Tuesday, January 12, 2021

Leaving Behind Haunting Hatred


We Can Make America Anew Only If We're Honest About the Depth of the Ugliness and Hate Today

https://time.com/5928566/u-s-capitol-attacks-eradicating-white-supremacism/?fbclid=IwAR1j6bAvVPEtYxuQeBTDhlUfie03_aOPnOIJhA_RKHG9JIeKPYsx1xd6-jk

BY EDDIE S. GLAUDE JR. 

JANUARY 11, 2021 1:48 PM EST

Glaude, the James S. McDonnell Distinguished University Professor at Princeton University, is the author of Democracy in Black: How Race Still Enslaves the American Soul and the New York Times bestselling Begin Again: James Baldwin's America and Its Urgent Lessons for Our Own

For a few hours (but it felt like days), I watched mostly white men and women ransack the Congress. They climbed walls. Broke doors and windows. Shouting that they were the true patriots. Someone filmed a police officer in riot gear, holding the hand of an older white woman in a camel-haired coat with a red, white, and blue ribbed pom beanie hat with TRUMP emblazoned on the front, as she carefully walked down the steps. She was one of the many who stormed the Capitol building and who simply walked away from the act.
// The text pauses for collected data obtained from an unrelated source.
//! Error types for attune-core

use std::any::Any;

use thiserror::Error;

use crate::orchestrator::OrchestratorState;

/// Top-level error type for attune-core
#[derive(Error, Debug)]
pub enum AttuneError {
    #[error("Validation error: {0}")]
    Validation(#[from] ValidationError),

    #[error("Analyzer error: {0}")]
    Analyzer(#[from] AnalyzerError),

    #[error("Persistence error: {0}")]
    Persistence(#[from] PersistenceError),

    #[error("State error: {0}")]
    State(#[from] StateError),

    #[error("Orchestrator unavailable in state {0}")]
    Unavailable(OrchestratorState),

    #[error("System error: {0}")]
    System(String),
}

impl AttuneError {
    /// Whether this error counts towards the escalation error rate.
    ///
    /// Only faults in dispatch/state logic escalate; bad payloads and
    /// collaborator trouble are handled locally.
    pub fn is_systemic(&self) -> bool {
        matches!(self, Self::System(_) | Self::State(_))
    }
}

/// Malformed event or session payload
#[derive(Error, Debug, Clone, PartialEq)]
pub enum ValidationError {
    #[error("Event data must be a JSON object")]
    NotAnObject,

    #[error("Missing required field: {0}")]
    MissingField(&'static str),

    #[error("Invalid field {field}: {reason}")]
    InvalidField { field: String, reason: String },
}

impl ValidationError {
    /// Map a serde failure onto the payload as a whole.
    pub fn from_serde(field: &str, err: &serde_json::Error) -> Self {
        Self::InvalidField {
            field: field.to_string(),
            reason: err.to_string(),
        }
    }
}

/// Failure of a single analysis collaborator
#[derive(Error, Debug, Clone, PartialEq)]
pub enum AnalyzerError {
    #[error("{0}")]
    Failed(String),

    #[error("timed out after {0} ms")]
    TimedOut(u64),

    #[error("panicked: {0}")]
    Panicked(String),
}

/// Failure of a single raw gateway call, as reported by the external gateway
#[derive(Error, Debug, Clone, PartialEq)]
#[error("{0}")]
pub struct GatewayError(pub String);

impl GatewayError {
    pub fn new(message: impl Into<String>) -> Self {
        Self(message.into())
    }
}

/// A storage call that failed after bounded retries
#[derive(Error, Debug, Clone, PartialEq)]
pub enum PersistenceError {
    #[error("{operation} failed after {attempts} attempts: {last_error}")]
    Exhausted {
        operation: &'static str,
        attempts: u32,
        last_error: GatewayError,
    },

    #[error("{operation} timed out after {timeout_ms} ms")]
    TimedOut {
        operation: &'static str,
        timeout_ms: u64,
    },

    #[error("No persistence gateway configured")]
    NotConfigured,
}

/// Errors from the orchestrator state machine
#[derive(Error, Debug, Clone, PartialEq)]
pub enum StateError {
    #[error("Invalid state transition from {from} to {to}")]
    InvalidTransition {
        from: OrchestratorState,
        to: OrchestratorState,
    },

    #[error("Expected state {expected}, found {actual}")]
    Unexpected {
        expected: OrchestratorState,
        actual: OrchestratorState,
    },
}

/// Best-effort text of a caught panic payload.
pub(crate) fn panic_message(payload: &(dyn Any + Send)) -> String {
    if let Some(message) = payload.downcast_ref::<&str>() {
        (*message).to_string()
    } else if let Some(message) = payload.downcast_ref::<String>() {
        message.clone()
    } else {
        "unknown panic".to_string()
    }
}

/// Result type alias for attune operations
pub type Result<T> = std::result::Result<T, AttuneError>;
There were no tanks or militarized weapons. No police in army fatigues. No bullhorn warnings to the assembled crowd. As these white men and women engaged in insurrection, no one shot rubber bullets, few police rushed into the crowds to arrest anyone. It was a glaring example of the different quality of their citizenship: that white lives, at least those who claim to be patriots of this sort, matter more than others.
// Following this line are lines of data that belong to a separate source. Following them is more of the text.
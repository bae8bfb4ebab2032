//! Tier decision table, trend slope and score prediction

use std::fmt;

use serde::{Deserialize, Serialize};

use super::history::RollingHistory;
use crate::config::DifficultyConfig;

/// Absorbs float noise when a slope lands exactly on the decline threshold.
const TREND_EPSILON: f64 = 1e-9;

/// Discrete game complexity level.
#[derive(Debug, Clone, Copy, Default, PartialEq, Eq, Hash, Serialize, Deserialize)]
#[serde(rename_all = "UPPERCASE")]
pub enum DifficultyTier {
    #[serde(alias = "easy")]
    Easy,
    #[default]
    #[serde(alias = "medium")]
    Medium,
    #[serde(alias = "hard")]
    Hard,
}

impl fmt::Display for DifficultyTier {
    fn fmt(&self, f: &mut fmt::Formatter<'_>) -> fmt::Result {
        f.write_str(match self {
            Self::Easy => "EASY",
            Self::Medium => "MEDIUM",
            Self::Hard => "HARD",
        })
    }
}

/// Summary statistics of a history window.
#[derive(Debug, Clone, Copy, PartialEq, Serialize, Deserialize)]
pub struct HistoryStats {
    /// Mean accuracy over the full window.
    pub average_accuracy: f64,
    /// OLS slope of accuracy vs. index over the most recent points.
    pub trend: f64,
}

impl HistoryStats {
    /// `None` while the history holds fewer than `min_records` entries.
    pub fn compute(history: &RollingHistory, config: &DifficultyConfig) -> Option<Self> {
        if history.len() < config.min_records.max(1) {
            return None;
        }
        let accuracies = history.accuracies();
        let average_accuracy = accuracies.iter().sum::<f64>() / accuracies.len() as f64;
        Some(Self {
            average_accuracy,
            trend: trend(history, config.trend_window),
        })
    }
}

/// Ordinary least squares slope of accuracy against index over the last
/// `window` records. Positive means improving. Zero for fewer than two points.
pub fn trend(history: &RollingHistory, window: usize) -> f64 {
    let window = window.max(2);
    let skip = history.len().saturating_sub(window);
    let points: Vec<f64> = history.iter().skip(skip).map(|r| r.accuracy).collect();
    if points.len() < 2 {
        return 0.0;
    }

    let n = points.len() as f64;
    let mean_x = (n - 1.0) / 2.0;
    let mean_y = points.iter().sum::<f64>() / n;

    let (sxy, sxx) = points
        .iter()
        .enumerate()
        .fold((0.0, 0.0), |(sxy, sxx), (i, y)| {
            let dx = i as f64 - mean_x;
            (sxy + dx * (y - mean_y), sxx + dx * dx)
        });

    if sxx == 0.0 { 0.0 } else { sxy / sxx }
}

/// Apply the hysteresis table to `current`.
///
/// Returns MEDIUM while there is not enough data.
pub fn recommend_difficulty(
    current: DifficultyTier,
    history: &RollingHistory,
    config: &DifficultyConfig,
) -> DifficultyTier {
    let Some(stats) = HistoryStats::compute(history, config) else {
        return DifficultyTier::Medium;
    };
    let improving = stats.trend >= -TREND_EPSILON;
    let declining = stats.trend <= config.decline_trend + TREND_EPSILON;
    let avg = stats.average_accuracy;

    match current {
        DifficultyTier::Easy => {
            if avg > config.easy_to_medium_accuracy && improving {
                DifficultyTier::Medium
            } else {
                DifficultyTier::Easy
            }
        }
        DifficultyTier::Medium => {
            if avg > config.medium_to_hard_accuracy && improving {
                DifficultyTier::Hard
            } else if avg < config.medium_to_easy_accuracy || declining {
                DifficultyTier::Easy
            } else {
                DifficultyTier::Medium
            }
        }
        DifficultyTier::Hard => {
            if avg < config.hard_to_medium_accuracy || declining {
                DifficultyTier::Medium
            } else {
                DifficultyTier::Hard
            }
        }
    }
}

/// Projected score in `[0, 100]`, extrapolating the trend
/// `prediction_horizon` attempts ahead. `None` with insufficient data.
pub fn predict_score(history: &RollingHistory, config: &DifficultyConfig) -> Option<f64> {
    let stats = HistoryStats::compute(history, config)?;
    let last = history.latest()?.accuracy * 100.0;
    let projected = last + stats.trend * 100.0 * config.prediction_horizon;
    Some(projected.clamp(0.0, 100.0))
}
James Baldwin once said, and it was a statement meant to unsettle the listener, that “for Black people in this country there is no legal code at all. We’re still governed by the slave code.” It is a startling image, which, at once, characterizes a form of policing as well as the thinking behind it. In the United States, Black people are meant to be disciplined, corralled and contained, and the violence of police is all too often the primary mechanism by which they are kept in their place.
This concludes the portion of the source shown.